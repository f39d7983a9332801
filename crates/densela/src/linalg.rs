//! Determinant by cofactor expansion and inverse by Gauss-Jordan elimination.
//!
//! Both are the direct textbook methods: the determinant is O(n!) and the
//! elimination never reorders rows. A zero pivot met during elimination is
//! logged and the computation carries on, so the result then holds
//! infinities or NaN.
//!
//! Three entry points exist for each algorithm:
//!
//! * `determinant` / `inverse` accept any element type and work on an `f64`
//!   copy.
//! * `determinant_native` / `inverse_native` compute in the element type
//!   itself and fail with [`MatrixError::NotFloat`] for integer types.
//! * `float_determinant` / `float_inverse` are the same computation, limited
//!   to [`FloatElement`] at compile time.
use crate::element::{Element, FloatElement};
use crate::error::{MatrixError, Result};
use crate::math::Matrix;

impl<T: Element> Matrix<T> {
    /// Determinant of the `f64` widening of this matrix.
    pub fn determinant(&self) -> Result<f64> {
        self.to_f64().float_determinant()
    }

    /// Inverse of the `f64` widening of this matrix.
    pub fn inverse(&self) -> Result<Matrix<f64>> {
        self.to_f64().float_inverse()
    }

    /// Determinant computed in `T`; `T` must be a float type.
    pub fn determinant_native(&self) -> Result<T> {
        require_float::<T>()?;
        cofactor_determinant(self)
    }

    /// Inverse computed in `T`; `T` must be a float type.
    pub fn inverse_native(&self) -> Result<Matrix<T>> {
        require_float::<T>()?;
        gauss_jordan(self.clone())
    }
}

impl<F: FloatElement> Matrix<F> {
    pub fn float_determinant(&self) -> Result<F> {
        cofactor_determinant(self)
    }

    pub fn float_inverse(&self) -> Result<Matrix<F>> {
        gauss_jordan(self.clone())
    }
}

fn require_float<T: Element>() -> Result<()> {
    if T::KIND.is_float() {
        Ok(())
    } else {
        Err(MatrixError::NotFloat(T::KIND))
    }
}

fn cofactor_determinant<T: Element>(m: &Matrix<T>) -> Result<T> {
    if !m.is_square() {
        return Err(MatrixError::NonSquare {
            rows: m.nrows(),
            cols: m.ncols(),
        });
    }
    let n = m.nrows();
    if n == 0 {
        return Err(MatrixError::ZeroLength);
    }
    log::debug!("Cofactor expansion of {}x{} matrix", n, n);
    expand(m)
}

/// Laplace expansion along the first row. `m` is square and non-empty.
fn expand<T: Element>(m: &Matrix<T>) -> Result<T> {
    match m.nrows() {
        1 => Ok(m[(0, 0)]),
        2 => Ok(m[(0, 0)] * m[(1, 1)] - m[(0, 1)] * m[(1, 0)]),
        n => {
            let mut det = T::zero();
            for i in 0..n {
                let term = m[(0, i)] * expand(&m.minor(0, i)?)?;
                det = if i % 2 == 0 { det + term } else { det - term };
            }
            Ok(det)
        }
    }
}

fn gauss_jordan<T: Element>(mut m: Matrix<T>) -> Result<Matrix<T>> {
    let det = match cofactor_determinant(&m) {
        Ok(det) => det,
        Err(err @ (MatrixError::ZeroLength | MatrixError::NonSquare { .. } | MatrixError::NotFloat(_))) => {
            return Err(err)
        }
        Err(other) => return Err(MatrixError::Unexpected(other.to_string())),
    };
    if det == T::zero() {
        return Err(MatrixError::NoInverse);
    }

    let n = m.nrows();
    log::debug!("Gauss-Jordan inverse of {}x{} matrix (det = {})", n, n, det);
    let mut inverse = Matrix::<T>::identity(n);

    for i in 0..n {
        let pivot = m[(i, i)];
        if pivot == T::zero() {
            log::warn!(
                "Zero pivot at row {} during Gauss-Jordan elimination; rows are not reordered",
                i
            );
        }
        let factor = T::one() / pivot;
        for j in 0..n {
            m[(i, j)] = m[(i, j)] * factor;
            inverse[(i, j)] = inverse[(i, j)] * factor;
        }

        for j in (0..n).filter(|&j| j != i) {
            let factor = m[(j, i)];
            for k in 0..n {
                m[(j, k)] = m[(j, k)] - factor * m[(i, k)];
                inverse[(j, k)] = inverse[(j, k)] - factor * inverse[(i, k)];
            }
        }
    }

    Ok(inverse)
}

- [Problem] Every line above that holds the string "widening" should be returned.

- [Task response]
    /// Determinant of the `f64` widening of this matrix.
    /// Inverse of the `f64` widening of this matrix.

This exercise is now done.